Taken and adapted from, The Necessity of the Atonement and the Consistency Between that and Free Grace, in Forgiveness.
Written by, Jonathan Edwards


If we could have atoned, by any means, for our own sins…

…it must have been either by our repentance and reformation, or by enduring a punishment, less in degree or duration, than that which is threatened in the law as the wages of sin. No other way for us to atone for our own sins appears to be conceivable. But if we attend to the subject, we shall find that we can make no proper atonement in either of these ways.

We could not make atonement for our sins by repentance and reformation. Repentance and reformation are a mere return to our duty, which we ought never to have forsaken or intermitted. Suppose a soldier deserts the service into which he is enlisted,and at the most critical period not only forsakes his general and the cause of his country, but joins the enemy and exerts himself to his utmost in his cause, and in direct opposition to that of his country; yet after twelve months spent in this manner, he repents and returns to his duty and his former service: will this repentance and reformation atone for his desertion and rebellion? Will his repentance and return, without punishment, support the authority of the law against desertion and rebellion, and deter others from the like conduct equally as the punishment of the delinquent according to law? It cannot be pretended. Such a treatment of the soldier would express no indignation or displeasure of the general at the conduct of the soldier: it would by no means convince the army or the world, that it was a most heinous crime to desert and join the standard of the enemy.

Just so in the case under consideration: the language of forgiving sinners barely on their repentance is, that he who sins shall repent; that the curse of the law is repentance; that he who repents shall suffer, and that he deserves no further punishment. But this would be so far from an effectual tendency to discourage and restrain from sin, that it would greatly encourage to the commission and indulgence of it; as all that sinners would have to fear, on this supposition, would be not the wrath of God, not any thing terrible, but the greatest blessing to which any man in this life can attain, repentance. If this were the condition of forgiving sinners,not only no measures would be taken to support the divine law, but none to vindicate the character of God himself, or to shew that he acts a consistent part, and agreeably to his own law; or that he is a friend to virtue and an enemy to vice. On the other hand, he would rather appear as a friend to sin and vice, or indifferent concerning them.

What would you think of a prince who should make a law against murder, and should threaten it with a punishment properly severe; yet should declare that none who should be guilty of that crime or should repent, and should be punished? Or if he did not positively declare this, yet should in fact suffer all murderers who repented of their murders, to pass with impunity? Undoubtedly you would conclude that he was either a very weak or a very wicked prince; either that he was unable to protect his subjects, or that he had no real regard to their lives or safety, whether in their individual or collective capacity.

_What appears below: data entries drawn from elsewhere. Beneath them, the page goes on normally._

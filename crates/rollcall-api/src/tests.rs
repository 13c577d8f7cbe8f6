//! Router tests against an in-memory store and a canned recognizer.

use std::{future::Future, sync::Arc};

use axum::{
  Router,
  body::Body,
  http::{Request, StatusCode, header},
};
use base64::Engine as _;
use base64::engine::general_purpose::STANDARD as B64;
use rollcall_core::{
  DetectionError, Embedding, matcher::Threshold, recognizer::FaceRecognizer,
};
use rollcall_store_sqlite::SqliteStore;
use serde_json::{Value, json};
use tower::ServiceExt as _;
use uuid::Uuid;

use crate::{AppState, api_router};

struct StubRecognizer(Result<Embedding, DetectionError>);

impl FaceRecognizer for StubRecognizer {
  fn detect_and_embed<'a>(
    &'a self,
    _image: &'a [u8],
  ) -> impl Future<Output = Result<Embedding, DetectionError>> + Send + 'a {
    std::future::ready(self.0.clone())
  }
}

async fn app_with(detection: Result<Embedding, DetectionError>) -> Router {
  let store = SqliteStore::open_in_memory().await.unwrap();
  api_router(AppState {
    store:      Arc::new(store),
    recognizer: Arc::new(StubRecognizer(detection)),
    threshold:  Threshold::default(),
  })
}

async fn app() -> Router { app_with(Ok(Embedding::new(vec![1.0, 0.0]))).await }

async fn send(app: &Router, method: &str, uri: &str, body: Option<Value>) -> (StatusCode, Value) {
  let mut builder = Request::builder().method(method).uri(uri);
  let body = match body {
    Some(json) => {
      builder = builder.header(header::CONTENT_TYPE, "application/json");
      Body::from(json.to_string())
    }
    None => Body::empty(),
  };
  let resp = app.clone().oneshot(builder.body(body).unwrap()).await.unwrap();
  let status = resp.status();
  let bytes = axum::body::to_bytes(resp.into_body(), usize::MAX).await.unwrap();
  let value = if bytes.is_empty() {
    Value::Null
  } else {
    serde_json::from_slice(&bytes).unwrap()
  };
  (status, value)
}

async fn create_person(app: &Router, role: &str, external_id: &str) -> String {
  let (status, body) = send(
    app,
    "POST",
    "/people",
    Some(json!({ "role": role, "external_id": external_id, "full_name": external_id })),
  )
  .await;
  assert_eq!(status, StatusCode::CREATED, "{body}");
  body["person_id"].as_str().unwrap().to_string()
}

/// A teacher, an offering and one enrolled student; returns
/// `(offering_id, student_id)`.
async fn class(app: &Router) -> (String, String) {
  let teacher = create_person(app, "teacher", "T-001").await;
  let (status, offering) = send(
    app,
    "POST",
    "/offerings",
    Some(json!({
      "course_code": "CS101",
      "course_name": "Intro to Computing",
      "teacher_id":  teacher,
      "term":        "2026-fall",
    })),
  )
  .await;
  assert_eq!(status, StatusCode::CREATED, "{offering}");
  let offering_id = offering["offering_id"].as_str().unwrap().to_string();

  let student = create_person(app, "student", "S-001").await;
  let (status, _) = send(
    app,
    "POST",
    &format!("/offerings/{offering_id}/cohort"),
    Some(json!({ "person_id": student })),
  )
  .await;
  assert_eq!(status, StatusCode::NO_CONTENT);
  (offering_id, student)
}

fn image() -> String { format!("data:image/jpeg;base64,{}", B64.encode(b"jpeg bytes")) }

// ─── People ──────────────────────────────────────────────────────────────────

#[tokio::test]
async fn person_lifecycle() {
  let app = app().await;
  let id = create_person(&app, "student", "S-001").await;

  let (status, body) = send(&app, "GET", &format!("/people/{id}"), None).await;
  assert_eq!(status, StatusCode::OK);
  assert_eq!(body["external_id"], "S-001");
  assert_eq!(body["role"], "student");

  let (status, body) = send(
    &app,
    "POST",
    "/people",
    Some(json!({ "role": "student", "external_id": "S-001", "full_name": "Dup" })),
  )
  .await;
  assert_eq!(status, StatusCode::CONFLICT);
  assert!(body["error"].is_string());

  let (status, _) = send(&app, "GET", &format!("/people/{}", Uuid::new_v4()), None).await;
  assert_eq!(status, StatusCode::NOT_FOUND);
}

#[tokio::test]
async fn credentials_bind_and_verify() {
  let app = app().await;
  let id = create_person(&app, "teacher", "T-001").await;

  let (status, body) = send(
    &app,
    "POST",
    &format!("/people/{id}/credentials"),
    Some(json!({ "role": "teacher", "login": "ada", "password": "s3cret" })),
  )
  .await;
  assert_eq!(status, StatusCode::CREATED);
  assert!(body.get("password_hash").is_none());

  let (status, body) = send(
    &app,
    "POST",
    "/credentials/verify",
    Some(json!({ "login": "ada", "password": "s3cret" })),
  )
  .await;
  assert_eq!(status, StatusCode::OK);
  assert_eq!(body["person_id"], id.as_str());
  assert_eq!(body["role"], "teacher");

  let (status, _) = send(
    &app,
    "POST",
    "/credentials/verify",
    Some(json!({ "login": "ada", "password": "wrong" })),
  )
  .await;
  assert_eq!(status, StatusCode::UNAUTHORIZED);

  let (status, _) = send(
    &app,
    "POST",
    "/credentials/verify",
    Some(json!({ "login": "nobody", "password": "s3cret" })),
  )
  .await;
  assert_eq!(status, StatusCode::UNAUTHORIZED);
}

#[tokio::test]
async fn change_password_requires_the_current_one() {
  let app = app().await;
  let id = create_person(&app, "teacher", "T-001").await;
  send(
    &app,
    "POST",
    &format!("/people/{id}/credentials"),
    Some(json!({ "role": "teacher", "login": "ada", "password": "first-pass" })),
  )
  .await;

  let change = |current: &str, new: &str| {
    json!({ "login": "ada", "current_password": current, "new_password": new })
  };

  let (status, _) = send(
    &app,
    "POST",
    "/credentials/change-password",
    Some(change("wrong-pass", "second-pass")),
  )
  .await;
  assert_eq!(status, StatusCode::UNAUTHORIZED);

  let (status, _) = send(
    &app,
    "POST",
    "/credentials/change-password",
    Some(change("first-pass", "short")),
  )
  .await;
  assert_eq!(status, StatusCode::BAD_REQUEST);

  let (status, _) = send(
    &app,
    "POST",
    "/credentials/change-password",
    Some(change("first-pass", "second-pass")),
  )
  .await;
  assert_eq!(status, StatusCode::NO_CONTENT);

  let (status, _) = send(
    &app,
    "POST",
    "/credentials/verify",
    Some(json!({ "login": "ada", "password": "first-pass" })),
  )
  .await;
  assert_eq!(status, StatusCode::UNAUTHORIZED);
  let (status, _) = send(
    &app,
    "POST",
    "/credentials/verify",
    Some(json!({ "login": "ada", "password": "second-pass" })),
  )
  .await;
  assert_eq!(status, StatusCode::OK);
}

#[tokio::test]
async fn people_listing_and_dashboard() {
  let app = app().await;
  class(&app).await;
  create_person(&app, "admin", "A-001").await;

  let (status, teachers) = send(&app, "GET", "/people?role=teacher", None).await;
  assert_eq!(status, StatusCode::OK);
  assert_eq!(teachers.as_array().unwrap().len(), 1);
  assert_eq!(teachers[0]["external_id"], "T-001");

  let (_, everyone) = send(&app, "GET", "/people", None).await;
  assert_eq!(everyone.as_array().unwrap().len(), 3);

  let (status, counts) = send(&app, "GET", "/dashboard", None).await;
  assert_eq!(status, StatusCode::OK);
  assert_eq!(counts["people"], 3);
  assert_eq!(counts["students"], 1);
  assert_eq!(counts["offerings"], 1);
  assert_eq!(counts["active_sessions"], 0);
}

#[tokio::test]
async fn person_views_cover_offerings_attendance_and_records() {
  let app = app().await;
  let (offering_id, student) = class(&app).await;

  let (_, started) = send(&app, "POST", &format!("/offerings/{offering_id}/sessions"), None).await;
  let session_id = started["session"]["session_id"].as_str().unwrap().to_string();
  let (status, _) = send(
    &app,
    "POST",
    &format!("/sessions/{session_id}/detections"),
    Some(json!({ "person_identifier": "S-001" })),
  )
  .await;
  assert_eq!(status, StatusCode::OK);

  let (status, offerings) = send(&app, "GET", &format!("/people/{student}/offerings"), None).await;
  assert_eq!(status, StatusCode::OK);
  assert_eq!(offerings[0]["offering_id"], offering_id.as_str());

  let (_, attendance) = send(&app, "GET", &format!("/people/{student}/attendance"), None).await;
  assert_eq!(attendance.as_array().unwrap().len(), 1);
  assert_eq!(attendance[0]["offering"]["course_code"], "CS101");
  assert_eq!(attendance[0]["summary"]["percentage"], 100.0);

  let (_, records) = send(&app, "GET", &format!("/people/{student}/records?limit=5"), None).await;
  assert_eq!(records.as_array().unwrap().len(), 1);
  assert_eq!(records[0]["session_id"], session_id.as_str());

  let (status, _) = send(&app, "GET", &format!("/people/{}/records", Uuid::new_v4()), None).await;
  assert_eq!(status, StatusCode::NOT_FOUND);
}

#[tokio::test]
async fn cohort_admits_students_only() {
  let app = app().await;
  let (offering_id, _) = class(&app).await;
  let admin = create_person(&app, "admin", "A-001").await;
  create_person(&app, "student", "S-OTHER").await;

  let (status, _) = send(
    &app,
    "POST",
    &format!("/offerings/{offering_id}/cohort"),
    Some(json!({ "person_id": admin })),
  )
  .await;
  assert_eq!(status, StatusCode::CONFLICT);

  let (_, started) = send(&app, "POST", &format!("/offerings/{offering_id}/sessions"), None).await;
  let session_id = started["session"]["session_id"].as_str().unwrap();
  let (status, _) = send(
    &app,
    "POST",
    &format!("/sessions/{session_id}/detections"),
    Some(json!({ "person_identifier": "S-OTHER" })),
  )
  .await;
  assert_eq!(status, StatusCode::NOT_FOUND);
}

// ─── Enrollment ──────────────────────────────────────────────────────────────

#[tokio::test]
async fn capture_then_review() {
  let app = app().await;
  let (_, student) = class(&app).await;
  let face = format!("/people/{student}/face");

  let (status, body) = send(&app, "POST", &face, Some(json!({ "images": [image()] }))).await;
  assert_eq!(status, StatusCode::CREATED, "{body}");
  assert_eq!(body["status"], "enrolled");

  let (status, body) = send(&app, "POST", &face, Some(json!({ "images": [image()] }))).await;
  assert_eq!(status, StatusCode::ACCEPTED, "{body}");
  let request_id = body["request_id"].as_str().unwrap().to_string();

  let (_, status_body) = send(&app, "GET", &face, None).await;
  assert_eq!(status_body["enrolled"], true);
  assert_eq!(status_body["pending"], true);

  let (status, pending) = send(&app, "GET", "/enrollment-requests", None).await;
  assert_eq!(status, StatusCode::OK);
  assert_eq!(pending.as_array().unwrap().len(), 1);

  let preview = app
    .clone()
    .oneshot(
      Request::builder()
        .uri(format!("/enrollment-requests/{request_id}/preview"))
        .body(Body::empty())
        .unwrap(),
    )
    .await
    .unwrap();
  assert_eq!(preview.status(), StatusCode::OK);
  let bytes = axum::body::to_bytes(preview.into_body(), usize::MAX).await.unwrap();
  assert_eq!(&bytes[..], b"jpeg bytes");

  let approve = format!("/enrollment-requests/{request_id}/approve");
  let (status, body) = send(&app, "POST", &approve, None).await;
  assert_eq!(status, StatusCode::OK);
  assert_eq!(body["status"], "approved");

  let (status, _) = send(&app, "POST", &approve, None).await;
  assert_eq!(status, StatusCode::CONFLICT);
  let (status, _) = send(
    &app,
    "POST",
    &format!("/enrollment-requests/{}/reject", Uuid::new_v4()),
    None,
  )
  .await;
  assert_eq!(status, StatusCode::NOT_FOUND);
}

#[tokio::test]
async fn capture_without_face_is_unprocessable() {
  let app = app_with(Err(DetectionError::NoFaceFound)).await;
  let (_, student) = class(&app).await;

  let (status, body) = send(
    &app,
    "POST",
    &format!("/people/{student}/face"),
    Some(json!({ "images": [image()] })),
  )
  .await;
  assert_eq!(status, StatusCode::UNPROCESSABLE_ENTITY);
  assert!(body["error"].as_str().unwrap().contains("no face"));

  let (status, body) = send(
    &app,
    "POST",
    &format!("/people/{student}/face"),
    Some(json!({ "images": [] })),
  )
  .await;
  assert_eq!(status, StatusCode::BAD_REQUEST, "{body}");
}

// ─── Sessions ────────────────────────────────────────────────────────────────

#[tokio::test]
async fn session_flow_with_verification() {
  let app = app().await;
  let (offering_id, student) = class(&app).await;
  send(
    &app,
    "POST",
    &format!("/people/{student}/face"),
    Some(json!({ "images": [image(), image()] })),
  )
  .await;

  let sessions = format!("/offerings/{offering_id}/sessions");
  let (status, started) = send(&app, "POST", &sessions, None).await;
  assert_eq!(status, StatusCode::CREATED);
  assert_eq!(started["resumed"], false);
  assert_eq!(started["session"]["session_number"], 1);
  let session_id = started["session"]["session_id"].as_str().unwrap().to_string();

  let (status, resumed) = send(&app, "POST", &sessions, None).await;
  assert_eq!(status, StatusCode::OK);
  assert_eq!(resumed["resumed"], true);
  assert_eq!(resumed["session"]["session_id"], session_id.as_str());

  let (status, verified) = send(
    &app,
    "POST",
    &format!("/sessions/{session_id}/verify"),
    Some(json!({ "image": image() })),
  )
  .await;
  assert_eq!(status, StatusCode::OK, "{verified}");
  assert_eq!(verified["matched"], true);
  assert_eq!(verified["person"]["external_id"], "S-001");
  assert_eq!(verified["message"], "Attendance logged via face verification.");

  let (_, records) = send(&app, "GET", &format!("/offerings/{offering_id}/records"), None).await;
  assert_eq!(records.as_array().unwrap().len(), 1);

  let (status, closed) = send(&app, "POST", &format!("/sessions/{session_id}/close"), None).await;
  assert_eq!(status, StatusCode::OK);
  assert_eq!(closed["active"], false);

  let (status, _) = send(&app, "GET", &format!("{sessions}/active"), None).await;
  assert_eq!(status, StatusCode::NOT_FOUND);

  let (status, _) = send(
    &app,
    "POST",
    &format!("/sessions/{session_id}/detections"),
    Some(json!({ "person_identifier": "S-001" })),
  )
  .await;
  assert_eq!(status, StatusCode::CONFLICT);

  let (status, summary) = send(
    &app,
    "GET",
    &format!("/people/{student}/offerings/{offering_id}/summary"),
    None,
  )
  .await;
  assert_eq!(status, StatusCode::OK);
  assert_eq!(summary["presents"], 1);
  assert_eq!(summary["totals"], 1);
  assert_eq!(summary["percentage"], 100.0);
}

#[tokio::test]
async fn verify_rejects_undecodable_image() {
  let app = app().await;
  let (offering_id, _) = class(&app).await;
  let (_, started) = send(&app, "POST", &format!("/offerings/{offering_id}/sessions"), None).await;
  let session_id = started["session"]["session_id"].as_str().unwrap();

  let (status, _) = send(
    &app,
    "POST",
    &format!("/sessions/{session_id}/verify"),
    Some(json!({ "image": "%%%" })),
  )
  .await;
  assert_eq!(status, StatusCode::UNPROCESSABLE_ENTITY);
}

#[tokio::test]
async fn inactive_offering_refuses_sessions() {
  let app = app().await;
  let (offering_id, student) = class(&app).await;

  let (status, body) = send(
    &app,
    "PUT",
    &format!("/offerings/{offering_id}/active"),
    Some(json!({ "active": false })),
  )
  .await;
  assert_eq!(status, StatusCode::OK);
  assert_eq!(body["active"], false);

  let (status, _) = send(&app, "POST", &format!("/offerings/{offering_id}/sessions"), None).await;
  assert_eq!(status, StatusCode::CONFLICT);

  let (status, roster) = send(&app, "GET", &format!("/offerings/{offering_id}/roster"), None).await;
  assert_eq!(status, StatusCode::OK);
  assert_eq!(roster[0]["person"]["person_id"], student.as_str());
  assert_eq!(roster[0]["summary"]["percentage"], 0.0);

  let (status, _) = send(&app, "DELETE", &format!("/offerings/{offering_id}"), None).await;
  assert_eq!(status, StatusCode::NO_CONTENT);
  let (status, _) = send(&app, "GET", &format!("/offerings/{offering_id}"), None).await;
  assert_eq!(status, StatusCode::NOT_FOUND);
}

Neither could we make atonement by any suffering short of the full punishment of sin. Because the very idea of atonement is something done, which to the purpose of supporting the authority of the law, the dignity and consistency of divine government and conduct, is fully equivalent to the curse of the law, and on the ground of which, the sinner may be saved from that curse. But no sufferings endured by the sinner himself, short of the curse of the law,can be to these purposes equivalent to that curse; anymore than a less number or quantity can be found equal to a greater. Indeed a lessor degree or duration of suffering endured by Christ the Son of God, may, on account of the infinite dignity and glory of his person, be an equivalent to the curse of the law endured by the sinner: as it would be a far more striking demonstration of a king’s displeasure, to inflict, in an ignominious manner, on the body of his own son, forty stripes save one; than to punish some obscure subject with death.

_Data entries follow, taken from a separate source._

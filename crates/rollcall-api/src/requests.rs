//! Review queue for face updates.
//!
//! | Method | Path | Notes |
//! |--------|------|-------|
//! | `GET`  | `/enrollment-requests` | Pending, oldest first |
//! | `GET`  | `/enrollment-requests/:id/preview` | Raw image bytes |
//! | `POST` | `/enrollment-requests/:id/approve` | 409 unless pending |
//! | `POST` | `/enrollment-requests/:id/reject` | 409 unless pending |

use axum::{
  Json,
  extract::{Path, State},
  http::header,
  response::IntoResponse,
};
use rollcall_core::{
  enrollment::EnrollmentRequest, recognizer::FaceRecognizer, store::AttendanceStore,
};
use uuid::Uuid;

use crate::{AppState, error::ApiError};

/// `GET /enrollment-requests`
pub async fn list<S, R>(
  State(state): State<AppState<S, R>>,
) -> Result<Json<Vec<EnrollmentRequest>>, ApiError>
where
  S: AttendanceStore,
  R: FaceRecognizer,
{
  let requests = state
    .store
    .list_pending_requests()
    .await
    .map_err(ApiError::from_store)?;
  Ok(Json(requests))
}

/// `GET /enrollment-requests/:id/preview`
pub async fn preview<S, R>(
  State(state): State<AppState<S, R>>,
  Path(id): Path<Uuid>,
) -> Result<impl IntoResponse, ApiError>
where
  S: AttendanceStore,
  R: FaceRecognizer,
{
  let request = state
    .store
    .get_request(id)
    .await
    .map_err(ApiError::from_store)?
    .ok_or_else(|| ApiError::NotFound(format!("enrollment request {id} not found")))?;
  Ok((
    [(header::CONTENT_TYPE, "application/octet-stream")],
    request.preview_image,
  ))
}

/// `POST /enrollment-requests/:id/approve`
pub async fn approve<S, R>(
  State(state): State<AppState<S, R>>,
  Path(id): Path<Uuid>,
) -> Result<Json<EnrollmentRequest>, ApiError>
where
  S: AttendanceStore,
  R: FaceRecognizer,
{
  let request = state
    .store
    .approve_request(id)
    .await
    .map_err(ApiError::from_store)?;
  tracing::info!(request_id = %id, person_id = %request.person_id, "face update approved");
  Ok(Json(request))
}

/// `POST /enrollment-requests/:id/reject`
pub async fn reject<S, R>(
  State(state): State<AppState<S, R>>,
  Path(id): Path<Uuid>,
) -> Result<Json<EnrollmentRequest>, ApiError>
where
  S: AttendanceStore,
  R: FaceRecognizer,
{
  let request = state
    .store
    .reject_request(id)
    .await
    .map_err(ApiError::from_store)?;
  tracing::info!(request_id = %id, person_id = %request.person_id, "face update rejected");
  Ok(Json(request))
}
//! Core types and trait definitions for Rollcall.
//!
//! Face embeddings, matching, and the attendance domain model. This crate is
//! deliberately free of HTTP and database dependencies; storage backends and
//! recognizer adapters plug in through [`store::AttendanceStore`] and
//! [`recognizer::FaceRecognizer`].

// We intentionally use native `async fn` in traits (stabilised in Rust 1.75).
// Suppress the advisory lint about `Send` bounds on the returned futures.
#![allow(async_fn_in_trait)]

pub mod attendance;
pub mod embedding;
pub mod enrollment;
pub mod error;
pub mod matcher;
pub mod offering;
pub mod person;
pub mod pipeline;
pub mod recognizer;
pub mod store;

pub use embedding::Embedding;
pub use error::{DetectionError, DomainError, Error, Result};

But when the person is the same, it is absurd to suppose that a less degree or duration of pain can be equal to a greater, or can equally strike terror into the minds of spectators, and make them fear and no more do any such wickedness. Deut. 13:11. Besides; if a less degree or duration of punishment, inflicted on the sinner, would answer all the purposes of supporting the authority of the divine law, etc., equally as that punishment which is threatened in the law; it follows that the punishment which is threatened in the law is too great, is unjust, is cruel and oppressive: which cannot be as long as God is a just being. Thus it clearly appears, that we could never have atoned for our own sins. If therefore atonement be made at all, it must be made by some other person: and since as we before argued, Christ the Son of God hath been appointed to this work, we may be sure, that it could be done by no other person of inferior dignity.